"(1790) PENNY Albany Church Penny, D Above CHURCH VF35 PCGS. Breen-1170. One of the great coinage curiosities of the American colonies and the early federal period--ranking right alongside the equally enigmatic Higley coppers--are these communion tokens. Little is known of their origins. Crosby did not include them in his classic book on colonials, but they have become part-and-parcel of the series over the past century or so.
It is not even known if the Albany Church Penny was made for communions, but it is logical to presume so, for such pieces go back at least four centuries in the English series, many of which are extremely rare. Only the Scottish pieces are common, thanks to the fervency of the Scots as well as to their tendency to save everything. Not so the American church pieces. In fact, rarely did our colonial churches use these, as part of the tradition of each church member taking one upon entering the sanctuary on Sunday morning, using it for communion, and then surrendering it upon leaving the ceremony for the day. As Breen says in his Complete Encyclopedia, on page 131: they were both tokens and symbols of partaking in the service, and "therefore constituted a kind of proof of membership whose purpose was to prevent hostile outsiders (royal spies, etc.) from attending services and betraying members during the decades when all such unorthodox religious observances were illegal." He speaks of their use in England of the 1630s and slightly later, a period leading up to and during the English Civil War. The practice continued as a tradition for many years thereafter, and occasionally was taken up in the colonies. Certainly, Breen's comment about royal spies remained germane in the early American federal period of the 1790s. The state headquarters of early New York certainly experienced spying. But it has never been proven if this pertained to the Church Pennies of Albany.
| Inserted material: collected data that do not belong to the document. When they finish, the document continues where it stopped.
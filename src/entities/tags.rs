use crate::filter::SortDirection;
use crate::schema::{CaseRule, EntitySchema, FieldDef, SchemaError};
use crate::scope::{Role, ScopeClaim, ScopeRule};

/// Tags are shared across a tenant, so members and organization admins see
/// every tag of their tenant rather than only their own.
///
/// - limit: default 50, max 100
/// - `name` matches case-insensitively
pub fn schema() -> Result<EntitySchema, SchemaError> {
    EntitySchema::builder("tags")
        .field(FieldDef::id("id"))
        .field(FieldDef::id("tenant_id"))
        .field(FieldDef::id("created_by"))
        .field(FieldDef::text("name", CaseRule::Insensitive).sortable())
        .field(FieldDef::keyword("color").nullable())
        .field(FieldDef::integer("usage_count").sortable())
        .field(FieldDef::timestamp("created_at").sortable())
        .field(FieldDef::timestamp("updated_at").sortable())
        .tenant_scope("tenant_id")
        .owner_scope("created_by")
        .default_sort("name", SortDirection::Asc)
        .limits(50, 100)
        .override_role(Role::Member, ScopeRule::Scoped(vec![ScopeClaim::Tenant]))
        .override_role(Role::OrgAdmin, ScopeRule::Scoped(vec![ScopeClaim::Tenant]))
        .build()
}
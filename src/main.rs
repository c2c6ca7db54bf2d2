use std::path::PathBuf;
use std::sync::Arc;

use anyhow::{bail, Context};
use axum::extract::DefaultBodyLimit;
use clap::{Parser, ValueEnum};
use tower::ServiceBuilder;
use tower_http::trace::TraceLayer;
use tracing_subscriber::EnvFilter;

use scoped_search::app::{self, AppState};
use scoped_search::auth::JwtKeys;
use scoped_search::config::config;
use scoped_search::database::{fixture, DatabaseManager, MemoryStore, PgStore, Store};
use scoped_search::schema::EntityRegistry;
use scoped_search::search::{SearchEngine, SearchSettings};

#[derive(Debug, Clone, Copy, PartialEq, Eq, ValueEnum)]
enum StoreKind {
    Memory,
    Postgres,
}

#[derive(Parser)]
#[command(name = "scoped-search")]
#[command(about = "Scoped search API - paginated, filtered, access-scoped record listing")]
#[command(version)]
struct Cli {
    #[arg(long, help = "Port to listen on (overrides API_PORT)")]
    port: Option<u16>,

    #[arg(long, value_enum, default_value = "postgres", help = "Record store backend")]
    store: StoreKind,

    #[arg(long, help = "JSON or YAML fixture file to seed the memory store")]
    fixtures: Option<PathBuf>,
}

#[tokio::main]
async fn main() -> anyhow::Result<()> {
    // Load .env before the config singleton reads the environment
    let _ = dotenvy::dotenv();

    tracing_subscriber::fmt()
        .with_env_filter(EnvFilter::try_from_default_env().unwrap_or_else(|_| EnvFilter::new("info")))
        .init();

    let cli = Cli::parse();
    let config = config();
    tracing::info!("Starting scoped search in {:?} mode", config.environment);

    if scoped_search::is_production!() && config.security.jwt_secret.is_empty() {
        bail!("SECURITY_JWT_SECRET must be set in production");
    }

    let store = build_store(&cli).await?;
    tracing::info!(store = store.name(), "record store ready");

    let registry = EntityRegistry::builtin().context("invalid built-in entity schema")?;
    let engine = SearchEngine::new(store).with_settings(SearchSettings::from_config(config));
    let state = AppState::new(engine, registry, JwtKeys::new(&config.security.jwt_secret));

    let mut app = app::router(state).layer(
        ServiceBuilder::new()
            .layer(app::cors_layer(&config.security))
            .layer(DefaultBodyLimit::max(config.api.max_request_size_bytes)),
    );
    if config.api.enable_request_logging {
        app = app.layer(TraceLayer::new_for_http());
    }

    let port = cli.port.unwrap_or(config.api.port);
    let bind_addr = format!("0.0.0.0:{}", port);
    let listener = tokio::net::TcpListener::bind(&bind_addr)
        .await
        .with_context(|| format!("failed to bind {}", bind_addr))?;

    tracing::info!("Scoped search listening on http://{}", bind_addr);
    axum::serve(listener, app).await.context("server error")?;

    Ok(())
}

async fn build_store(cli: &Cli) -> anyhow::Result<Arc<dyn Store>> {
    match cli.store {
        StoreKind::Memory => {
            let store = match &cli.fixtures {
                Some(path) => fixture::load_file(path).await?,
                None => MemoryStore::new(),
            };
            Ok(Arc::new(store))
        }
        StoreKind::Postgres => {
            if cli.fixtures.is_some() {
                tracing::warn!("--fixtures is ignored for the postgres store");
            }
            let pool = DatabaseManager::connect(&config().database).await?;
            Ok(Arc::new(PgStore::new(pool)))
        }
    }
}
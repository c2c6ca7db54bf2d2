use crate::filter::SortDirection;
use crate::schema::{CaseRule, EntitySchema, FieldDef, SchemaError, UnknownFieldPolicy};

/// Outbound notification attempts, owned by the recipient. Unknown filter
/// keys are ignored rather than rejected: clients of this listing send
/// tracking parameters along with their filters.
///
/// - limit: default 20, max 100
/// - `subject` matches case-insensitively
pub fn schema() -> Result<EntitySchema, SchemaError> {
    EntitySchema::builder("notification_deliveries")
        .field(FieldDef::id("id"))
        .field(FieldDef::id("tenant_id"))
        .field(FieldDef::id("recipient_id"))
        .field(FieldDef::enumeration("channel", &["email", "sms", "push", "in_app"]))
        .field(FieldDef::enumeration("status", &["queued", "sent", "delivered", "failed"]).sortable())
        .field(FieldDef::text("subject", CaseRule::Insensitive))
        .field(FieldDef::integer("attempts").sortable())
        .field(FieldDef::timestamp("sent_at").sortable().nullable())
        .field(FieldDef::keyword("provider_message_id").internal())
        .field(FieldDef::timestamp("created_at").sortable())
        .tenant_scope("tenant_id")
        .owner_scope("recipient_id")
        .default_sort("created_at", SortDirection::Desc)
        .limits(20, 100)
        .unknown_filters(UnknownFieldPolicy::Ignore)
        .build()
}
Church tokens were actually made for one of two uses: proof of communion, as Breen so aptly describes, or for placing in the collection plate, perhaps as a donative--a special gift, as at Christmas (representing a prepaid cash contribution to the church, as in tithing). The purpose of the Albany pieces remains unknown. Nothing is known, either, of the issuer or of the manufacturer of the Albany Penny. Perhaps it is better said that the maker is forgotten. As well, it is presumed that these tokens were of local manufacture, for so they appear by their texture. That they were used, however, is evident. All of the few known pieces are quite worn, and Breen even declares that grades are "irrelevant." Maybe so, but not to the collector seeking a fine piece to represent this mysterious "coin" of early America.
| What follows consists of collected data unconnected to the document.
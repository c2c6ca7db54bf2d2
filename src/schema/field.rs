use serde::Serialize;

/// Storage type of a field; drives coercion of filter values and comparison
#[derive(Debug, Clone, PartialEq, Eq, Serialize)]
#[serde(rename_all = "snake_case")]
pub enum FieldKind {
    Id,
    Text,
    Integer,
    Float,
    Bool,
    Timestamp,
    Enum(Vec<String>),
}

impl FieldKind {
    pub fn name(&self) -> &'static str {
        match self {
            FieldKind::Id => "id",
            FieldKind::Text => "text",
            FieldKind::Integer => "integer",
            FieldKind::Float => "float",
            FieldKind::Bool => "bool",
            FieldKind::Timestamp => "timestamp",
            FieldKind::Enum(_) => "enum",
        }
    }

    pub fn is_rangeable(&self) -> bool {
        matches!(self, FieldKind::Integer | FieldKind::Float | FieldKind::Timestamp)
    }
}

/// Substring matching rule for free-text fields. Entities disagree on this,
/// so every contains-filter declares its own.
#[derive(Debug, Clone, Copy, PartialEq, Eq, Serialize)]
#[serde(rename_all = "snake_case")]
pub enum CaseRule {
    Sensitive,
    Insensitive,
}

/// How a field may be filtered
#[derive(Debug, Clone, Copy, PartialEq, Eq, Serialize)]
#[serde(rename_all = "snake_case")]
pub enum FilterMode {
    /// `field=value` → Equals
    Exact,
    /// `field=text` → Contains
    Contains(CaseRule),
    /// `field_from` / `field_to` → Range; bare `field` → Equals
    Range,
    /// `field=[a,b]` → In
    OneOf,
}

#[derive(Debug, Clone, PartialEq, Eq, Serialize)]
pub struct FieldDef {
    pub name: String,
    pub kind: FieldKind,
    pub filter: Option<FilterMode>,
    pub sortable: bool,
    /// Internal fields never leave the row mapper
    pub public: bool,
    pub nullable: bool,
}

impl FieldDef {
    fn new(name: impl Into<String>, kind: FieldKind, filter: Option<FilterMode>) -> Self {
        Self {
            name: name.into(),
            kind,
            filter,
            sortable: false,
            public: true,
            nullable: false,
        }
    }

    /// UUID identifier, exact match
    pub fn id(name: impl Into<String>) -> Self {
        Self::new(name, FieldKind::Id, Some(FilterMode::Exact))
    }

    /// Free text, substring match
    pub fn text(name: impl Into<String>, case: CaseRule) -> Self {
        Self::new(name, FieldKind::Text, Some(FilterMode::Contains(case)))
    }

    /// Text compared as a whole value (codes, emails, slugs)
    pub fn keyword(name: impl Into<String>) -> Self {
        Self::new(name, FieldKind::Text, Some(FilterMode::Exact))
    }

    pub fn integer(name: impl Into<String>) -> Self {
        Self::new(name, FieldKind::Integer, Some(FilterMode::Range))
    }

    pub fn float(name: impl Into<String>) -> Self {
        Self::new(name, FieldKind::Float, Some(FilterMode::Range))
    }

    pub fn timestamp(name: impl Into<String>) -> Self {
        Self::new(name, FieldKind::Timestamp, Some(FilterMode::Range))
    }

    pub fn flag(name: impl Into<String>) -> Self {
        Self::new(name, FieldKind::Bool, Some(FilterMode::Exact))
    }

    pub fn enumeration(name: impl Into<String>, variants: &[&str]) -> Self {
        Self::new(
            name,
            FieldKind::Enum(variants.iter().map(|v| v.to_string()).collect()),
            Some(FilterMode::OneOf),
        )
    }

    pub fn sortable(mut self) -> Self {
        self.sortable = true;
        self
    }

    pub fn nullable(mut self) -> Self {
        self.nullable = true;
        self
    }

    pub fn internal(mut self) -> Self {
        self.public = false;
        self
    }

    pub fn unfiltered(mut self) -> Self {
        self.filter = None;
        self
    }

    pub fn filter_mode(mut self, mode: FilterMode) -> Self {
        self.filter = Some(mode);
        self
    }

    /// Whether `mode` makes sense for this field's kind
    pub(crate) fn accepts_mode(&self, mode: FilterMode) -> bool {
        match mode {
            FilterMode::Exact => true,
            FilterMode::Contains(_) => self.kind == FieldKind::Text,
            FilterMode::Range => self.kind.is_rangeable(),
            FilterMode::OneOf => matches!(
                self.kind,
                FieldKind::Enum(_) | FieldKind::Text | FieldKind::Id | FieldKind::Integer
            ),
        }
    }
}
Why are they so rare? Given the worn state of the known specimens, it must be assumed that some perished, despite the users' tendency to preserve them. The ultimate reason, however, is that precious few were ever made to begin with. Churches of the era had small congregations, typically a few dozen members at any given time. Pieces are known with small counterstamps, and they generally fall into two classes--those with a large, cursive "D" above the word "CHURCH" and those without. The "D" probably stood for the British "Penny," an ancient abbreviation stemming ultimately from the Roman Empire's coin called a denarius, whose abbreviation was always the same letter. A penny was 1/12th of a silver shilling, a common commercial coin--money of "the populace" both in Rome and in early America.
The surfaces are dark brown in the fields with significantly lighter brown over the highpoints. Here indeed is an excellent example of one of America's numismatic mysteries, fit for the best of collections and worthy of any."